Sexsucht (Hypersexualität): Symptome

Veröffentlicht von: Wiebke Raue (10. April 2010)

Bei einer Sexsucht (Hypersexualität) nehmen die Symptome im Laufe der Zeit zu. Der Betroffene steigert seine sexuellen Betätigungen fortwährend. Dabei lässt die Befriedigung nach und der Einfluss auf das übrige Leben wird immer größer. Menschen mit einem gesteigerten sexuellen Verlangen verspüren einen nicht kontrollierbaren Drang, ihre Sexualität auszuleben. Als typische Kennzeichen einer Sexsucht gelten:

  • Die gedankliche Beschäftigung mit oder die Ausübung von Sexualität nimmt stetig zu, es kommt zur Dosissteigerung, da die sexuellen Aktivitäten zur Befriedigung nicht mehr ausreichen. Bei Verzicht entstehen Gefühle von Ängste oder Leere.
  • Das sexuelle Verhalten hat gravierende negative Folgen. So entstehen bei Sexsüchtigen oft schwere Partnerschaftsprobleme. Außerdem ist das Risiko, sich mit Geschlechtskrankheiten zu infizieren, erhöht. Nicht zuletzt kommt es häufig zu finanziellen oder beruflichen Schwierigkeiten, da der Betroffene zunehmend mehr Zeit und Geld in seine Sucht investiert. Zudem versucht er, die Sucht zu verheimlichen.
  • Die Betroffenen verlieren über ihr sexuelles Verhalten zunehmend die Kontrolle: Gerade aufgrund der negativen Folgen ihres Verhaltens bemühen sich Sexsüchtige immer wieder, die sexuellen Handlungen zu begrenzen. Diese Versuche scheitern meist, weil der Wunsch nach Befriedigung zu stark wird. Hier wird die Zwanghaftigkeit des sexsüchtigen Verhaltens deutlich, da es trotz des enormen Leidensdrucks nicht gelingt, das schädliche Verhalten zu unterlassen.
  • Im Umgang mit Schwierigkeiten und negativen Gefühlen werden sexuelle Zwangsvorstellungen und Fantasien als primäre Bewältigungsversuche eingesetzt. Das sexuelle Verhalten dient dazu, aufgestaute Emotionen auszuleben. Dies hat zunächst eine betäubende Wirkung. Lässt die Betäubung nach, folgen meist starke Schuldgefühle.
  • Sexualität wird zum alles bestimmenden Lebensbereich: Die Betroffenen verwenden große Teile der Freizeit für sexuelle Betätigung beziehungsweise die Erholung davon. Das Verhalten ist derart auf sexuelle Befriedigung fokussiert, dass sie wichtige soziale oder berufliche Pflichten vernachlässigen.
  • Meist wird die Sexualität nicht als lustvoll erlebt und der Betroffene fühlt sich nicht oder nur für kurze Zeit befriedigt.
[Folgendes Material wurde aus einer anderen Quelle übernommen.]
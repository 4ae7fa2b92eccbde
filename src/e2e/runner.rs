//! Runs one query against the engine and the reference engine, records the
//! outcome and writes the run log.

use std::collections::{BTreeMap, HashSet};
use std::fmt;
use std::fs;
use std::path::{Path, PathBuf};
use std::time::Instant;

use chrono::Utc;
use serde::Serialize;
use tabled::{builder::Builder, settings::Style};

use crate::database::Database;
use crate::e2e::compare::{compare_results, CompareOptions};
use crate::e2e::config::{ExecutionMode, Settings};
use crate::e2e::oracle::{ReferenceEngine, ReferenceQuery, SqliteReference, StoredResults};
use crate::e2e::schema;
use crate::storage::FileFormat;
use crate::types::error::Result;

/// A single test query with its comparison settings.
#[derive(Debug, Clone)]
pub struct QueryCase {
    pub id: String,
    pub query: String,
    /// The same query in the reference engine's dialect, when it differs.
    pub reference_query: Option<String>,
    pub worder: bool,
    pub order_by: Option<String>,
    pub acceptable_difference: f64,
    pub use_percentage: bool,
}

impl QueryCase {
    pub fn new(id: &str, query: &str) -> QueryCase {
        let options = CompareOptions::default();
        QueryCase {
            id: id.to_string(),
            query: query.to_string(),
            reference_query: None,
            worder: options.worder,
            order_by: options.order_by,
            acceptable_difference: options.acceptable_difference,
            use_percentage: options.use_percentage,
        }
    }

    pub fn with_reference(mut self, query: &str) -> QueryCase {
        self.reference_query = Some(query.to_string());
        self
    }

    fn compare_options(&self) -> CompareOptions {
        CompareOptions {
            worder: self.worder,
            order_by: self.order_by.clone(),
            acceptable_difference: self.acceptable_difference,
            use_percentage: self.use_percentage,
        }
    }
}

#[derive(Debug, Clone, Copy, PartialEq, Eq, PartialOrd, Ord, Serialize)]
#[serde(rename_all = "lowercase")]
pub enum Status {
    Success,
    Fail,
    /// The engine returned an error.
    Crash,
    /// The reference engine returned an error.
    Error,
    Generated,
    Executed,
}

impl Status {
    pub fn is_failure(&self) -> bool {
        matches!(self, Status::Fail | Status::Crash | Status::Error)
    }
}

impl fmt::Display for Status {
    fn fmt(&self, f: &mut fmt::Formatter) -> fmt::Result {
        let name = match self {
            Status::Success => "success",
            Status::Fail => "fail",
            Status::Crash => "crash",
            Status::Error => "error",
            Status::Generated => "generated",
            Status::Executed => "executed",
        };
        write!(f, "{}", name)
    }
}

#[derive(Debug, Clone, Serialize)]
pub struct TestRecord {
    pub query_type: String,
    pub query_id: String,
    pub file_format: FileFormat,
    pub status: Status,
    pub message: Option<String>,
    pub elapsed_ms: Option<f64>,
    pub rows: Option<usize>,
}

#[derive(Serialize)]
struct RunLog<'a> {
    query_type: &'a str,
    execution_mode: ExecutionMode,
    finished_at: String,
    summary: BTreeMap<Status, usize>,
    records: Vec<&'a TestRecord>,
}

pub struct Runner {
    settings: Settings,
    engine: Database,
    reference: Option<Box<dyn ReferenceEngine>>,
    store: Option<StoredResults>,
    loaded: HashSet<String>,
    log: Vec<TestRecord>,
}

impl Runner {
    /// Builds the engine and the reference engine the configured mode needs.
    pub fn new(settings: Settings) -> Result<Runner> {
        let results = &settings.test.results_directory;
        let reference: Option<Box<dyn ReferenceEngine>> = if !settings.uses_reference() {
            None
        } else if settings.run.execution_mode == ExecutionMode::Ci {
            Some(Box::new(StoredResults::new(results)))
        } else {
            Some(Box::new(SqliteReference::open_in_memory()?))
        };
        let store = (settings.run.execution_mode == ExecutionMode::Generator)
            .then(|| StoredResults::new(results));

        tracing::info!(
            mode = %settings.run.execution_mode,
            reference = reference.as_ref().map_or("none", |r| r.name()),
            "starting e2e run"
        );
        Ok(Runner {
            settings,
            engine: Database::new(),
            reference,
            store,
            loaded: HashSet::new(),
            log: Vec::new(),
        })
    }

    pub fn records(&self) -> &[TestRecord] {
        &self.log
    }

    pub fn failures(&self) -> usize {
        self.log.iter().filter(|r| r.status.is_failure()).count()
    }

    /// Registers `tables` in `format` with the engine and makes sure the
    /// reference engine has them too.
    pub fn create_tables(&mut self, format: FileFormat, tables: &[&str]) -> Result<()> {
        let data_dir = self.settings.test.data_directory.clone();
        if self.settings.run.execution_mode != ExecutionMode::Generator {
            schema::create_tables(&mut self.engine, &data_dir, format, tables)?;
        }

        let missing = tables
            .iter()
            .copied()
            .filter(|t| !self.loaded.contains(*t))
            .collect::<Vec<&str>>();
        if let Some(reference) = self.reference.as_mut() {
            if !missing.is_empty() {
                reference.load_tables(&data_dir, &missing)?;
            }
        }
        self.loaded.extend(missing.iter().map(|t| t.to_string()));
        Ok(())
    }

    /// Runs `case` and records the outcome.
    pub fn run_query(&mut self, case: &QueryCase, query_type: &str, file_format: FileFormat) {
        let query = ReferenceQuery {
            query_type: query_type.to_string(),
            query_id: case.id.clone(),
            sql: case
                .reference_query
                .clone()
                .unwrap_or_else(|| case.query.clone()),
        };

        let mut record = TestRecord {
            query_type: query_type.to_string(),
            query_id: case.id.clone(),
            file_format,
            status: Status::Executed,
            message: None,
            elapsed_ms: None,
            rows: None,
        };

        if self.settings.run.execution_mode == ExecutionMode::Generator {
            self.generate(&query, &mut record);
        } else {
            self.check(case, &query, &mut record);
        }

        match record.status {
            Status::Success | Status::Generated | Status::Executed => tracing::info!(
                query_type,
                id = %record.query_id,
                format = %file_format,
                status = %record.status,
                "query finished"
            ),
            _ => tracing::warn!(
                query_type,
                id = %record.query_id,
                format = %file_format,
                status = %record.status,
                message = record.message.as_deref().unwrap_or(""),
                "query failed"
            ),
        }
        self.log.push(record);
    }

    fn generate(&mut self, query: &ReferenceQuery, record: &mut TestRecord) {
        let (Some(reference), Some(store)) = (self.reference.as_mut(), self.store.as_ref()) else {
            record.status = Status::Error;
            record.message = Some("generator mode needs a reference engine".to_string());
            return;
        };

        match reference.run(query).and_then(|expected| {
            let rows = expected.row_count();
            store.write(query, &expected).map(|path| (rows, path))
        }) {
            Ok((rows, path)) => {
                record.status = Status::Generated;
                record.rows = Some(rows);
                record.message = Some(path.display().to_string());
            }
            Err(e) => {
                record.status = Status::Error;
                record.message = Some(e.to_string());
            }
        }
    }

    fn check(&mut self, case: &QueryCase, query: &ReferenceQuery, record: &mut TestRecord) {
        let start = Instant::now();
        let actual = self.engine.execute(&case.query);
        record.elapsed_ms = Some(start.elapsed().as_secs_f64() * 1000.0);

        let actual = match actual {
            Ok(actual) => actual,
            Err(e) => {
                record.status = Status::Crash;
                record.message = Some(e.to_string());
                return;
            }
        };
        record.rows = Some(actual.row_count());

        let Some(reference) = self.reference.as_mut() else {
            record.status = Status::Executed;
            return;
        };
        let expected = match reference.run(query) {
            Ok(expected) => expected,
            Err(e) => {
                record.status = Status::Error;
                record.message = Some(format!("{}: {}", reference.name(), e));
                return;
            }
        };

        match compare_results(&expected, &actual, &case.compare_options()) {
            Ok(()) => record.status = Status::Success,
            Err(mismatch) => {
                record.status = Status::Fail;
                record.message = Some(mismatch.to_string());
            }
        }
    }

    fn summary(records: &[&TestRecord]) -> BTreeMap<Status, usize> {
        let mut summary = BTreeMap::new();
        for record in records {
            *summary.entry(record.status).or_insert(0) += 1;
        }
        summary
    }

    /// Writes one JSON log per query type under the log directory and prints
    /// a summary table.
    pub fn save_log(&self) -> Result<Vec<PathBuf>> {
        let log_dir = &self.settings.test.log_directory;
        fs::create_dir_all(log_dir)?;
        let stamp = Utc::now();

        let mut query_types = self
            .log
            .iter()
            .map(|r| r.query_type.as_str())
            .collect::<Vec<&str>>();
        query_types.sort_unstable();
        query_types.dedup();

        let mut paths = Vec::new();
        for query_type in query_types {
            let records = self
                .log
                .iter()
                .filter(|r| r.query_type == query_type)
                .collect::<Vec<&TestRecord>>();
            let log = RunLog {
                query_type,
                execution_mode: self.settings.run.execution_mode,
                finished_at: stamp.to_rfc3339(),
                summary: Self::summary(&records),
                records,
            };
            let path = log_path(log_dir, query_type, &stamp.format("%Y%m%dT%H%M%SZ").to_string());
            fs::write(&path, serde_json::to_string_pretty(&log)?)?;
            tracing::info!(path = %path.display(), "saved run log");
            paths.push(path);
        }

        println!("{}", self.summary_table());
        Ok(paths)
    }

    pub fn summary_table(&self) -> String {
        let mut builder = Builder::default();
        builder.set_header(["query type", "id", "format", "status", "ms", "message"]);
        for record in &self.log {
            builder.push_record([
                record.query_type.clone(),
                record.query_id.clone(),
                record.file_format.to_string(),
                record.status.to_string(),
                record
                    .elapsed_ms
                    .map_or(String::new(), |ms| format!("{:.1}", ms)),
                record.message.clone().unwrap_or_default(),
            ]);
        }
        let mut table = builder.build();
        table.with(Style::rounded());
        table.to_string()
    }
}

fn log_path(log_dir: &Path, query_type: &str, stamp: &str) -> PathBuf {
    log_dir.join(format!("{}-{}.json", query_type, stamp))
}

#[cfg(test)]
mod tests {
    use super::*;

    #[test]
    fn statuses_serialize_lowercase() {
        assert_eq!(serde_json::to_string(&Status::Crash).unwrap(), "\"crash\"");
        assert!(Status::Error.is_failure());
        assert!(!Status::Generated.is_failure());
    }

    #[test]
    fn engine_errors_are_recorded_as_crashes() {
        let dir = tempfile::tempdir().unwrap();
        let mut settings = Settings::default();
        settings.run.compare_results = false;
        settings.test.log_directory = dir.path().to_path_buf();

        let mut runner = Runner::new(settings).unwrap();
        runner.run_query(
            &QueryCase::new("TEST_01", "select * from missing"),
            "Timestampdiff",
            FileFormat::Csv,
        );
        runner.run_query(&QueryCase::new("TEST_02", "select 1"), "Timestampdiff", FileFormat::Csv);

        assert_eq!(runner.records()[0].status, Status::Crash);
        assert_eq!(runner.records()[1].status, Status::Executed);
        assert_eq!(runner.failures(), 1);

        let paths = runner.save_log().unwrap();
        assert_eq!(paths.len(), 1);
        let text = fs::read_to_string(&paths[0]).unwrap();
        let log: serde_json::Value = serde_json::from_str(&text).unwrap();
        assert_eq!(log["summary"]["crash"], 1);
        assert_eq!(log["records"][1]["query_id"], "TEST_02");
    }
}
use sqlengine::e2e::schema::{create_tables, table_file, table_schema};
use sqlengine::storage::{csv, parquet, FileFormat, StorageReader};
use sqlengine::types::{DataType, Row};
use sqlengine::{database::Database, types::error::Error};
use sqllogictest::{self, DBOutput, DefaultColumnType};
use tempfile::TempDir;

const NATION: &str = "\
0|ALGERIA|0|haggle. carefully final deposits|
1|ARGENTINA|1|al foxes promise slyly|
2|BRAZIL|1|y alongside of the pending deposits|
";

const ORDERS: &str = "\
1|370|O|172799.49|1996-01-02|5-LOW|Clerk#000000951|0|nstructions sleep furiously|
2|781|O|38426.09|1996-12-01|1-URGENT|Clerk#000000880|0|foxes. pending accounts|
3|1234|F|205654.3|1993-10-14|5-LOW|Clerk#000000955|0|sly final accounts|
4|1369|O|56000.91|1995-10-11|5-LOW|Clerk#000000124|0|sits. slyly regular|
5|445|F|105367.67|1994-07-30|5-LOW|Clerk#000000925|0|quickly. bold deposits|
6|557|F|45523.1|1992-02-21|4-NOT SPECIFIED|Clerk#000000058|0|ggle. special packages|
7|392|O|271885.66|1996-01-10|2-HIGH|Clerk#000000470|0|ly special requests|
32|1301|O|198665.57|1995-07-16|2-HIGH|Clerk#000000616|0||
";

const LINEITEM: &str = "\
1|1552|93|1|17.0|24710.35|0.04|0.02|N|O|1996-03-13|1996-02-12|1996-03-22|DELIVER IN PERSON|TRUCK|egular courts|
1|674|75|2|36.0|56688.12|0.09|0.06|N|O|1996-04-12|1996-02-28|1996-04-20|TAKE BACK RETURN|MAIL|ly final dependencies|
3|191|70|1|45.0|54058.05|0.06|0.0|R|F|1994-02-02|1994-01-04|1994-02-23|NONE|AIR|ongside of the furiously|
5|1086|87|1|15.0|14847.0|0.02|0.04|R|F|1994-10-31|1994-08-31|1994-11-20|NONE|AIR|ts wake furiously|
";

pub const TABLES: [&str; 3] = ["nation", "orders", "lineitem"];

fn read_rows(path: &std::path::Path, table: &str) -> Vec<Row> {
    let mut reader = csv::CsvReader::new(path, table_schema(table).unwrap()).unwrap();
    let mut rows = Vec::new();
    loop {
        let chunk = reader.next_chunk().unwrap();
        if chunk.is_empty() {
            return rows;
        }
        rows.extend(chunk.rows);
    }
}

/// Writes the fixture tables in both formats and returns their directory.
pub fn write_fixture() -> TempDir {
    let dir = tempfile::tempdir().unwrap();
    for (table, text) in [("nation", NATION), ("orders", ORDERS), ("lineitem", LINEITEM)] {
        let psv = table_file(dir.path(), table, FileFormat::Csv, 0);
        std::fs::write(&psv, text).unwrap();
        let rows = read_rows(&psv, table);
        parquet::write_table(
            &table_file(dir.path(), table, FileFormat::Parquet, 0),
            &table_schema(table).unwrap(),
            &rows,
        )
        .unwrap();
    }
    dir
}

/// A database over the fixture tables in `format`. Keep the directory alive
/// for as long as the database is queried.
pub fn fixture_database(format: FileFormat) -> (Database, TempDir) {
    let dir = write_fixture();
    let mut db = Database::new();
    create_tables(&mut db, dir.path(), format, &TABLES).unwrap();
    (db, dir)
}

pub struct DatabaseTestHelper(pub Database);

fn column_type(data_type: Option<DataType>) -> DefaultColumnType {
    match data_type {
        Some(DataType::Int) | Some(DataType::BigInt) => DefaultColumnType::Integer,
        Some(DataType::Double) => DefaultColumnType::FloatingPoint,
        Some(_) => DefaultColumnType::Text,
        None => DefaultColumnType::Any,
    }
}

impl sqllogictest::DB for DatabaseTestHelper {
    type Error = Error;
    type ColumnType = DefaultColumnType;
    fn run(&mut self, sql: &str) -> Result<sqllogictest::DBOutput<Self::ColumnType>, Self::Error> {
        let result_set = self.0.execute(sql)?;
        let rows: Vec<Row> = result_set.rows().cloned().collect();
        let types = (0..result_set.output_schema.len())
            .map(|i| {
                let value_type = rows.iter().find_map(|row| row[i].data_type());
                column_type(value_type.or(result_set.output_schema.columns[i].data_type))
            })
            .collect();
        let rows = rows
            .iter()
            .map(|row| row.iter().map(|cell| cell.to_string()).collect())
            .collect();
        Ok(DBOutput::Rows { types, rows })
    }
}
Oft zeigt sich eine Vorliebe für anonymen Sex. So suchen Menschen mit einem sexuell gesteigerten Verlangen gezielt Orte auf, die Möglichkeiten für Sexkontakte mit Unbekannten bieten, wie Parkanlagen, Swinger- oder Saunaclubs. Auch wird Sexualität oft als Ware gehandelt, das heißt die Betroffenen zahlen entweder für sexuelle Aktivitäten (Telefonsex, Bordelle) oder bieten selbst sexuelle Dienste gegen Geld an.

Neben diesen sexuellen Vorlieben kann es bei einer behandlungsbedürftigen Sexsucht auch zu kriminellen Handlungen kommen: Viele Sexsüchtige zeigen voyeuristisches oder exhibitionistisches Verhalten. Auch können Zudringlichkeiten (z.B. das Berühren anderer ohne deren Erlaubnis), das Ausnutzen einer Machtposition oder Sex mit Kindern im Rahmen einer Sexsucht auftreten. Keinesfalls gilt Sexsucht als Entschuldigung für derartige Handlungen. Jeder Betroffene muss sich dieser Tatsache bewusst sein und sich verantworten.

Sexsucht tritt häufig gekoppelt mit anderen psychischen Störungen auf. Am häufigsten ist die Kombination von sexuell süchtigem Verhalten mit einer Alkohol- oder Medikamentenabhängigkeit.